Katja Schwarz: Yeah. I'm currently really interested in how to make GANs easier to train. Because that's one of the main things that make the advances in our field so time-consuming. But I also think the supervision part would be really interesting to see how much do we need to learn from scratch because we train from images, but we learn everything from these images, and somewhat more supervision to incorporate depth as we discussed before. I think these would also be really interesting questions. I would also like to work on this too.
Kanjun Qiu: Do you have controversial opinions or a neutral opinion you think other people would not agree with?
Katja Schwarz: Well-engineered models are better than brute-force high compute models. Currently the trend is to increase model size, increase datasets. Recently I saw a paper about image transformers, where they say that image net is a very small data set to train on, and they use these huge data sets. I find this super interesting and very fascinating that they can make this work.

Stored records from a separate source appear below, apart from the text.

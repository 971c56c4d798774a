//! Keyboard and mouse input handling
//!
//! Terminal events become a [`KeyAction`]; anything that is a calculator
//! input goes through the shared keymap.

use crossterm::event::{KeyCode, KeyEvent, KeyEventKind, KeyModifiers, MouseButton, MouseEvent, MouseEventKind};

use crate::keymap::Command;

/// Actions that can be triggered by terminal input
#[derive(Debug, Clone, Copy, PartialEq, Eq)]
pub enum KeyAction {
    /// Run a calculator command
    Command(Command),
    /// Press whatever keypad button is under this cell
    Click {
        /// Column
        x: u16,
        /// Row
        y: u16,
    },
    /// Quit the application
    Quit,
    /// No action (ignored input)
    None,
}

/// Input handler that maps terminal events to actions
#[derive(Debug, Default)]
pub struct InputHandler;

impl InputHandler {
    /// Creates a new input handler
    #[must_use]
    pub fn new() -> Self {
        Self
    }

    /// Maps a key event to an action
    #[must_use]
    pub fn handle_key(&self, event: KeyEvent) -> KeyAction {
        let KeyEvent {
            code,
            modifiers,
            kind,
            ..
        } = event;

        // Windows reports releases too
        if kind == KeyEventKind::Release {
            return KeyAction::None;
        }

        if modifiers.contains(KeyModifiers::CONTROL) {
            return match code {
                KeyCode::Char('c' | 'q') => KeyAction::Quit,
                _ => KeyAction::None,
            };
        }

        let command = match code {
            KeyCode::Char('q' | 'Q') => return KeyAction::Quit,
            KeyCode::Char(c) => Command::from_char(c),
            KeyCode::Enter => Some(Command::Compute),
            KeyCode::Backspace | KeyCode::Delete => Some(Command::DeleteLastChar),
            KeyCode::Esc => Some(Command::Clear),
            _ => None,
        };

        command.map_or(KeyAction::None, KeyAction::Command)
    }

    /// Maps a mouse event to an action; only left-button presses count
    #[must_use]
    pub fn handle_mouse(&self, event: MouseEvent) -> KeyAction {
        match event.kind {
            MouseEventKind::Down(MouseButton::Left) => KeyAction::Click {
                x: event.column,
                y: event.row,
            },
            _ => KeyAction::None,
        }
    }
}
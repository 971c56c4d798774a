//! TUI rendering

use ratatui::{
    buffer::Buffer,
    layout::{Alignment, Constraint, Direction, Layout, Rect},
    style::{Color, Modifier, Style},
    text::{Line, Span},
    widgets::{Block, Borders, List, ListItem, Paragraph, Widget},
    Frame,
};

use super::app::CalculatorApp;
use super::keypad::KeypadWidget;

/// Screen regions, shared by rendering and mouse hit testing
#[derive(Debug, Clone, Copy, PartialEq, Eq)]
pub struct UiLayout {
    /// Two-line display
    pub display: Rect,
    /// Keypad grid
    pub keypad: Rect,
    /// Help sidebar
    pub help: Rect,
}

/// Splits the terminal area into display, keypad and help regions
#[must_use]
pub fn compute_layout(area: Rect) -> UiLayout {
    let columns = Layout::default()
        .direction(Direction::Horizontal)
        .margin(1)
        .constraints([
            Constraint::Min(24),    // Display + keypad
            Constraint::Length(24), // Help sidebar
        ])
        .split(area);

    let rows = Layout::default()
        .direction(Direction::Vertical)
        .constraints([
            Constraint::Length(4), // Previous + current line
            Constraint::Min(7),    // Keypad
        ])
        .split(columns[0]);

    UiLayout {
        display: rows[0],
        keypad: rows[1],
        help: columns[1],
    }
}

/// Renders the calculator UI to the frame
pub fn render(app: &CalculatorApp, frame: &mut Frame) {
    let area = frame.area();
    frame.render_widget(CalculatorUI::new(app), area);
}

/// Calculator UI widget
#[derive(Debug)]
pub struct CalculatorUI<'a> {
    app: &'a CalculatorApp,
}

impl<'a> CalculatorUI<'a> {
    /// Creates a new calculator UI widget
    #[must_use]
    pub fn new(app: &'a CalculatorApp) -> Self {
        Self { app }
    }

    /// Previous line dim above the current line in bold, both right aligned
    fn render_display(&self, area: Rect, buf: &mut Buffer) {
        let state = self.app.state();
        let lines = vec![
            Line::from(Span::styled(
                state.previous_display_text(),
                Style::default()
                    .fg(Color::Gray)
                    .add_modifier(Modifier::DIM),
            )),
            Line::from(Span::styled(
                state.current_display_text(),
                Style::default()
                    .fg(Color::White)
                    .add_modifier(Modifier::BOLD),
            )),
        ];

        Paragraph::new(lines)
            .alignment(Alignment::Right)
            .block(
                Block::default()
                    .title(" Display ")
                    .borders(Borders::ALL)
                    .border_style(Style::default().fg(Color::Green)),
            )
            .render(area, buf);
    }

    fn render_help_sidebar(&self, area: Rect, buf: &mut Buffer) {
        let shortcuts: Vec<ListItem> = HELP_SHORTCUTS
            .iter()
            .map(|(key, desc)| {
                ListItem::new(Line::from(vec![
                    Span::styled(format!("{key:>9}"), Style::default().fg(Color::Yellow)),
                    Span::raw(" "),
                    Span::styled(*desc, Style::default().fg(Color::Gray)),
                ]))
            })
            .collect();

        List::new(shortcuts)
            .block(
                Block::default()
                    .title(" Help ")
                    .borders(Borders::ALL)
                    .border_style(Style::default().fg(Color::DarkGray)),
            )
            .render(area, buf);
    }
}

impl Widget for CalculatorUI<'_> {
    fn render(self, area: Rect, buf: &mut Buffer) {
        Block::default()
            .title(TITLE)
            .borders(Borders::ALL)
            .border_style(Style::default().fg(Color::White))
            .render(area, buf);

        let layout = compute_layout(area);
        self.render_display(layout.display, buf);
        KeypadWidget::new(self.app.keypad()).render(layout.keypad, buf);
        self.render_help_sidebar(layout.help, buf);
    }
}

/// Window title
pub const TITLE: &str = " keypad-calc ";

/// Key bindings shown in the sidebar
pub const HELP_SHORTCUTS: &[(&str, &str)] = &[
    ("0-9 .", "Digits"),
    ("+ - * /", "Operator"),
    ("Enter =", "Compute"),
    ("Bksp Del", "Delete"),
    ("Esc", "Clear"),
    ("Click", "Press key"),
    ("q Ctrl+C", "Quit"),
];
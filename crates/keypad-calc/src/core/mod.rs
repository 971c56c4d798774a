//! Calculator core: operand state, operators and display formatting
//!
//! Every input the core cannot act on is a silent no-op for the user.
//! The `try_*` operations report why through [`Rejection`].

pub mod format;
pub mod operator;
mod state;

pub use format::{format_for_display, DisplayFormat};
pub use operator::{Operator, ParseOperatorError};
pub use state::{CalculatorState, DisplaySnapshot, PendingOperation};

use thiserror::Error;

/// Result type for core operations
pub type Outcome<T = ()> = Result<T, Rejection>;

/// Why an input left the calculator state unchanged
#[derive(Debug, Clone, PartialEq, Eq, Error)]
pub enum Rejection {
    /// The current operand already contains a decimal point
    #[error("operand already has a decimal point")]
    DuplicateDecimalPoint,
    /// The token is neither a digit nor a decimal point
    #[error("not a digit: {0:?}")]
    InvalidDigit(char),
    /// Delete was pressed on the `0` placeholder
    #[error("nothing to delete")]
    PlaceholderDelete,
    /// An operator was chosen with no current operand
    #[error("no operand to apply the operator to")]
    EmptyOperand,
    /// Compute was requested with no pending operation
    #[error("no pending operation")]
    NothingPending,
    /// An operand could not be read as a decimal number
    #[error("operand is not a number: {0:?}")]
    UnparseableOperand(String),
    /// Division by zero attempted
    #[error("division by zero")]
    DivisionByZero,
    /// The result overflowed to infinity or was NaN
    #[error("result is not a finite number")]
    NonFiniteResult,
}
//! CLI command definitions using clap

use std::path::PathBuf;

use clap::{Parser, Subcommand};
use tracing::info;

use crate::config::{CalcConfig, Verbosity};
use crate::core::CalculatorState;
use crate::error::{CalcError, CalcResult};
use crate::keymap::Command;

/// keypad-calc: four-function calculator for the terminal
#[derive(Parser, Debug)]
#[command(name = "keypad-calc")]
#[command(author, version, about, long_about = None)]
#[command(propagate_version = true)]
pub struct Cli {
    /// Verbosity level (-v, -vv)
    #[arg(short, long, action = clap::ArgAction::Count, global = true)]
    pub verbose: u8,

    /// Quiet mode (errors only)
    #[arg(short, long, global = true)]
    pub quiet: bool,

    /// YAML configuration file
    #[arg(short, long, global = true, env = "KEYPAD_CALC_CONFIG")]
    pub config: Option<PathBuf>,

    /// Digit group separator for the display (e.g. "," or " ")
    #[arg(long, global = true)]
    pub separator: Option<String>,

    /// Write logs to this file (the terminal UI never logs to the screen)
    #[arg(long, global = true)]
    pub log_file: Option<PathBuf>,

    /// Subcommand to run (defaults to the terminal UI)
    #[command(subcommand)]
    pub command: Option<Commands>,
}

/// CLI subcommands
#[derive(Subcommand, Debug)]
pub enum Commands {
    /// Run the interactive calculator
    Tui,

    /// Feed keys to a fresh calculator and print the display
    Eval(EvalArgs),
}

/// Arguments for the eval command
#[derive(Parser, Debug)]
pub struct EvalArgs {
    /// Key names (Enter, Escape, Backspace) or runs of keys such as `12+3=`
    #[arg(required = true, allow_hyphen_values = true, trailing_var_arg = true)]
    pub keys: Vec<String>,

    /// Print the display as JSON
    #[arg(long)]
    pub json: bool,
}

impl Cli {
    /// Verbosity from `-q` / `-v`
    #[must_use]
    pub const fn verbosity(&self) -> Verbosity {
        Verbosity::from_flags(self.quiet, self.verbose)
    }

    /// Loads the configuration file, then applies flag overrides
    ///
    /// # Errors
    ///
    /// Returns an error if the configuration file cannot be loaded or the
    /// result is invalid.
    pub fn build_config(&self) -> CalcResult<CalcConfig> {
        let mut config = CalcConfig::load_or_default(self.config.as_deref())?;
        if self.quiet || self.verbose > 0 {
            config = config.with_verbosity(self.verbosity());
        }
        if let Some(separator) = &self.separator {
            config = config.with_separator(separator.clone());
        }
        config.validate()?;
        Ok(config)
    }
}

/// Expands key arguments into commands.
///
/// An argument is either one key name understood by
/// [`Command::from_key`] or a run of single-character keys.
///
/// # Errors
///
/// Returns [`CalcError::InvalidArgument`] for any character or name with
/// no binding.
pub fn expand_keys<S: AsRef<str>>(args: &[S]) -> CalcResult<Vec<Command>> {
    let mut commands = Vec::new();
    for arg in args {
        let arg = arg.as_ref();
        if let Some(command) = Command::from_key(arg) {
            commands.push(command);
            continue;
        }
        if arg.is_empty() {
            return Err(CalcError::invalid_argument("empty key"));
        }
        for c in arg.chars() {
            let command = Command::from_char(c).ok_or_else(|| {
                CalcError::invalid_argument(format!("no key bound to {c:?} in {arg:?}"))
            })?;
            commands.push(command);
        }
    }
    Ok(commands)
}

/// Runs `eval`: applies the keys to a fresh calculator and renders the
/// display, either as two lines or as JSON
///
/// # Errors
///
/// Returns an error if a key is unknown or JSON serialization fails.
pub fn run_eval(config: &CalcConfig, args: &EvalArgs) -> CalcResult<String> {
    let commands = expand_keys(&args.keys)?;
    let mut state = CalculatorState::with_format(config.format.clone());
    for command in &commands {
        state.apply(*command);
    }
    info!(keys = commands.len(), current = state.current_operand(), "eval finished");

    if args.json {
        Ok(serde_json::to_string(&state.snapshot())?)
    } else {
        Ok(format!(
            "{}\n{}",
            state.previous_display_text(),
            state.current_display_text()
        ))
    }
}
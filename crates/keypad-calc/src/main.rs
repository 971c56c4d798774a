//! keypad-calc: four-function calculator
//!
//! ## Usage
//!
//! ```bash
//! keypad-calc                       # Interactive terminal calculator
//! keypad-calc eval 12+3=            # Prints the two display lines
//! keypad-calc eval --json 9/0 Enter # Display and state as JSON
//! ```

use std::process::ExitCode;

use clap::Parser;
use keypad_calc::{
    cli::{run_eval, Cli, Commands},
    logging::{self, LogTarget},
    CalcConfig, CalcResult,
};

fn main() -> ExitCode {
    match run() {
        Ok(()) => ExitCode::SUCCESS,
        Err(e) => {
            eprintln!("Error: {e}");
            ExitCode::FAILURE
        }
    }
}

fn run() -> CalcResult<()> {
    let cli = Cli::parse();
    let config = cli.build_config()?;

    match &cli.command {
        Some(Commands::Eval(args)) => {
            logging::init(config.verbosity, LogTarget::Stderr)?;
            println!("{}", run_eval(&config, args)?);
            Ok(())
        }
        Some(Commands::Tui) | None => {
            let target = cli
                .log_file
                .as_deref()
                .map_or(LogTarget::Disabled, LogTarget::File);
            logging::init(config.verbosity, target)?;
            run_tui(&config)
        }
    }
}

#[cfg(feature = "tui")]
fn run_tui(config: &CalcConfig) -> CalcResult<()> {
    use std::io;

    use crossterm::{
        event::{DisableMouseCapture, EnableMouseCapture},
        execute,
        terminal::{disable_raw_mode, enable_raw_mode, EnterAlternateScreen, LeaveAlternateScreen},
    };
    use ratatui::{backend::CrosstermBackend, Terminal};
    use tracing::info;

    info!("starting terminal session");

    enable_raw_mode()?;
    let mut stdout = io::stdout();
    execute!(stdout, EnterAlternateScreen, EnableMouseCapture)?;
    let backend = CrosstermBackend::new(stdout);
    let mut terminal = Terminal::new(backend)?;

    let result = run_app(&mut terminal, config);

    // Restore terminal
    disable_raw_mode()?;
    execute!(
        terminal.backend_mut(),
        LeaveAlternateScreen,
        DisableMouseCapture
    )?;
    terminal.show_cursor()?;

    info!("terminal session ended");
    result
}

#[cfg(feature = "tui")]
fn run_app<B: ratatui::backend::Backend>(
    terminal: &mut ratatui::Terminal<B>,
    config: &CalcConfig,
) -> CalcResult<()> {
    use std::time::{Duration, Instant};

    use crossterm::event::{self, Event};
    use keypad_calc::tui::{render, CalculatorApp, InputHandler, KeyAction};

    const POLL_INTERVAL: Duration = Duration::from_millis(25);

    let mut app = CalculatorApp::from_config(config);
    let input_handler = InputHandler::new();

    while !app.should_quit() {
        let area = terminal.draw(|f| render(&app, f))?.area;

        if event::poll(POLL_INTERVAL)? {
            let action = match event::read()? {
                Event::Key(key) => input_handler.handle_key(key),
                Event::Mouse(mouse) => input_handler.handle_mouse(mouse),
                _ => KeyAction::None,
            };
            app.handle_action(action, area, Instant::now());
        }

        app.tick(Instant::now());
    }

    Ok(())
}

#[cfg(not(feature = "tui"))]
fn run_tui(_config: &CalcConfig) -> CalcResult<()> {
    Err(keypad_calc::CalcError::invalid_argument(
        "built without the `tui` feature; use `eval`",
    ))
}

Katja Schwarz: I still feel that it's nice to have a well-engineered model, and try to make it efficient in terms of compute. But maybe that will change over time.
Josh Albrecht: Even if you had a really amazing, huge model, there'll be a pressure to make it smaller and cheaper. There's a reason that the human brain, I think uses 35 Watts or so?
Katja Schwarz: [inaudible 00:39:19] or something.
Josh Albrecht: Yeah, something really small. Way less than a GPU, to do everything it does. I think there's going to be pressure to make these things smaller, and I don't think the need for a smaller, more efficient, better architecture is going to go away.
Kanjun Qiu: You made a good point the other day, Josh, which said, "You could scale up anything, and it will perform better." But it's more valuable from a research perspective often to find the right thing that you can eventually scale up. And to figure out that right thing is very difficult. It requires a lot of thinking about what might the model architecture look like, and can we innovate there? Do you have any other controversial opinions aside from the scale one?
Katja Schwarz: One more is to represent 3D objects in terms of continuous functions. Especially in the last half year, there was another boost of this form of representation, but currently many people still work using mashes or voxels. It's probably also biased. In my group, we do a lot of work on this continuous functions, but I really like these types of representations.
Katja Schwarz: I find it just very elegant to encode your representation or your 3D object as a function that you can query wherever you want, and you can choose the density which you query, and it gets rid of this discretization. It's maybe not so much controversial, but rather not the mainstream yet.
Kanjun Qiu: Controversial just means, but not the mainstream.
Josh Albrecht: I strongly agree with this whole line of work. It's super interesting. And actually one of my questions was going to be, how do you feel about this field and getting so much hotter? And I feel like there's so many people swarming in, [inaudible 00:40:47] from NeurIP and related thing.
Katja Schwarz: We get a lot of attention, which is great, but you also need to redefine these things, and you need to make sure that not suddenly everything becomes a big blur and people just use the terminology. Many people use implicit function, the term itself to describe a continuous function. But implicitly means really that you define your object with a decision boundary of a classifier. And so it's implicitly-defined.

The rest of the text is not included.